Your quarterly customer account statement will reflect the $9.01 estimated per share NAV beginning with your fourth quarter statement, which will be provided to you in January 2017.

8)
Will the estimated per share NAV change?
The board of directors expects to perform annual valuations of our property portfolio henceforth and will adjust the estimated per share NAV depending upon the results of these annual valuations.


www.HealthcareREIT3.com


9)
Who can I contact for additional information?
Please contact our Investor Services department at 888-926-2688 should you have any questions.

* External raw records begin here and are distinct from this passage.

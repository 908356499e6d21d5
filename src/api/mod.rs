//! Demo API layer: handlers, DTOs, OpenAPI, and router composition.
//!
//! Every endpoint is registered through an [`ApiRouter`] under the
//! configured prefix, then mounted in one step.

pub mod docs;
pub mod dto;
pub mod handlers;

use std::sync::Arc;

use axum::Router;

use crate::app_state::AppState;
use crate::error::MountError;
use crate::routing::ApiRouter;
use crate::ws;
use dto::RouteInfo;

/// Registers every demo endpoint under `prefix`.
#[must_use]
pub fn registrar(prefix: &str) -> ApiRouter<AppState> {
    let mut api = ApiRouter::new(prefix);
    handlers::system::register(&mut api);
    api.register_ws("/ws", ws::echo::echo_socket, Some("echo"));
    api.register_ws_with_state("/ws/routes", ws::routes::routes_socket, Some("routes_feed"));
    api
}

/// Builds the complete application router, state included.
///
/// # Errors
///
/// Returns [`MountError`] if the registered routes cannot be mounted.
pub fn build_router(prefix: &str, openapi_enabled: bool) -> Result<Router, MountError> {
    let api = registrar(prefix);
    let routes: Arc<[RouteInfo]> = api.list_routes().iter().map(RouteInfo::from).collect();

    let mut router = api.to_router()?;
    if openapi_enabled {
        router = router.merge(docs::docs_router(docs::openapi(api.openapi_paths())));
    }
    tracing::info!(prefix = %api.prefix(), routes = routes.len(), "routes mounted");

    Ok(router.with_state(AppState::new(routes)))
}

#[cfg(test)]
#[allow(clippy::panic)]
mod tests {
    use axum::body::{Body, to_bytes};
    use axum::http::{Request, StatusCode};
    use tower::ServiceExt;

    use super::*;
    use crate::api::dto::{HealthResponse, ResolvedRoute};

    async fn get(router: &Router, uri: &str) -> (StatusCode, Vec<u8>) {
        let Ok(request) = Request::builder().uri(uri).body(Body::empty()) else {
            panic!("valid request");
        };
        let Ok(response) = router.clone().oneshot(request).await;
        let status = response.status();
        let Ok(body) = to_bytes(response.into_body(), usize::MAX).await else {
            panic!("body should be readable");
        };
        (status, body.to_vec())
    }

    fn app() -> Router {
        let Ok(router) = build_router("/api/v1/", true) else {
            panic!("demo routes should mount");
        };
        router
    }

    #[test]
    fn registrar_order_is_stable() {
        let api = registrar("api");
        let paths: Vec<&str> = api.list_routes().iter().map(|r| r.path()).collect();
        assert_eq!(
            paths,
            [
                "/api/health",
                "/api/routes",
                "/api/routes/{name}",
                "/api/ping",
                "/api/ws",
                "/api/ws/routes"
            ]
        );
    }

    #[tokio::test]
    async fn health_is_served_under_prefix() {
        let router = app();
        let (status, body) = get(&router, "/api/v1/health").await;
        assert_eq!(status, StatusCode::OK);
        let Ok(health) = serde_json::from_slice::<HealthResponse>(&body) else {
            panic!("health body should parse");
        };
        assert_eq!(health.status, "healthy");
        assert!(health.uptime_secs >= 0);
    }

    #[tokio::test]
    async fn routes_listing_matches_registration() {
        let router = app();
        let (status, body) = get(&router, "/api/v1/routes").await;
        assert_eq!(status, StatusCode::OK);
        let Ok(routes) = serde_json::from_slice::<Vec<RouteInfo>>(&body) else {
            panic!("routes body should parse");
        };
        assert_eq!(routes.len(), 6);
        assert!(routes.iter().any(|r| r.name.as_deref() == Some("echo")));
    }

    #[tokio::test]
    async fn resolve_route_fills_captures() {
        let router = app();
        let (status, body) = get(&router, "/api/v1/routes/resolve_route?name=health").await;
        assert_eq!(status, StatusCode::OK);
        let Ok(resolved) = serde_json::from_slice::<ResolvedRoute>(&body) else {
            panic!("resolved body should parse");
        };
        assert_eq!(resolved.path, "/api/v1/routes/health");
    }

    #[tokio::test]
    async fn resolve_unknown_route_is_not_found() {
        let router = app();
        let (status, _) = get(&router, "/api/v1/routes/nope").await;
        assert_eq!(status, StatusCode::NOT_FOUND);
    }

    #[tokio::test]
    async fn hidden_route_is_served_but_not_documented() {
        let router = app();
        let (status, body) = get(&router, "/api/v1/ping").await;
        assert_eq!(status, StatusCode::OK);
        assert_eq!(body, b"pong");

        let (status, body) = get(&router, docs::OPENAPI_JSON_PATH).await;
        assert_eq!(status, StatusCode::OK);
        let Ok(doc) = serde_json::from_slice::<serde_json::Value>(&body) else {
            panic!("openapi body should parse");
        };
        let Some(paths) = doc.get("paths").and_then(|p| p.as_object()) else {
            panic!("openapi document should have paths");
        };
        assert!(paths.contains_key("/api/v1/health"));
        assert!(paths.contains_key("/api/v1/routes/{name}"));
        assert!(!paths.contains_key("/api/v1/ping"));
        assert!(!paths.contains_key("/api/v1/ws"));
    }

    #[test]
    fn unparsable_prefix_is_a_mount_error() {
        assert!(matches!(
            build_router("{tenant}.x", false),
            Err(MountError::InvalidPath { .. })
        ));
    }

    #[tokio::test]
    async fn openapi_can_be_disabled() {
        let Ok(router) = build_router("", false) else {
            panic!("demo routes should mount");
        };
        let (status, _) = get(&router, docs::OPENAPI_JSON_PATH).await;
        assert_eq!(status, StatusCode::NOT_FOUND);
        let (status, _) = get(&router, "/health").await;
        assert_eq!(status, StatusCode::OK);
    }
}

This letter contains certain “forward-looking statements” within the meaning of Section 27A of the Securities Act of 1933, as amended, or the Securities Act, and Section 21E of the Securities Exchange Act of 1934, as amended, or the Exchange Act, with respect to our expectations regarding our continued success, changes to our distribution policy, the estimated per share NAV of our common stock and our future determinations thereof, our ability to acquire additional properties, our ability to actively manage our portfolio, the completion of a liquidity event, our ability to successfully pursue our strategic plan, our ability to further enhance the value of our portfolio and our ability to maximize shareholder value. We intend for all forward-looking statements to be covered by the safe harbor provisions for forward-looking statements contained in Section 27A of the Securities Act and Section 21E of the Exchange Act, as applicable by law. Because such statements include risks, uncertainties and contingencies, actual results may differ materially from those expressed or implied by such forward-looking statements. These risks, uncertainties and contingencies include, but are not limited to, the following: our strength and financial condition and uncertainties relating to the financial strength of our current and future real estate investments; uncertainties relating to our ability to successfully pursue our strategic plan; uncertainties relating to the local economies where our real estate investments are located; uncertainties relating to the requirements related to additional acquisitions; uncertainties relating to changes in general economic and real estate conditions; uncertainties regarding changes in the healthcare industry; uncertainties regarding changes in the Investment Program Association’s practice guideline regarding valuations of publicly registered non-listed REITs; uncertainties relating to the implementation of recent healthcare legislation; uncertainties relating to the implementation of our real estate investment strategy; and other risk factors as outlined in our company’s periodic reports, as filed with the U.S. Securities and Exchange Commission. Forward-looking statements in this document speak only as of the date on which such statements were made, and undue reliance should not be placed on such statements. We undertake no obligation to update any such statements that may become untrue because of subsequent events.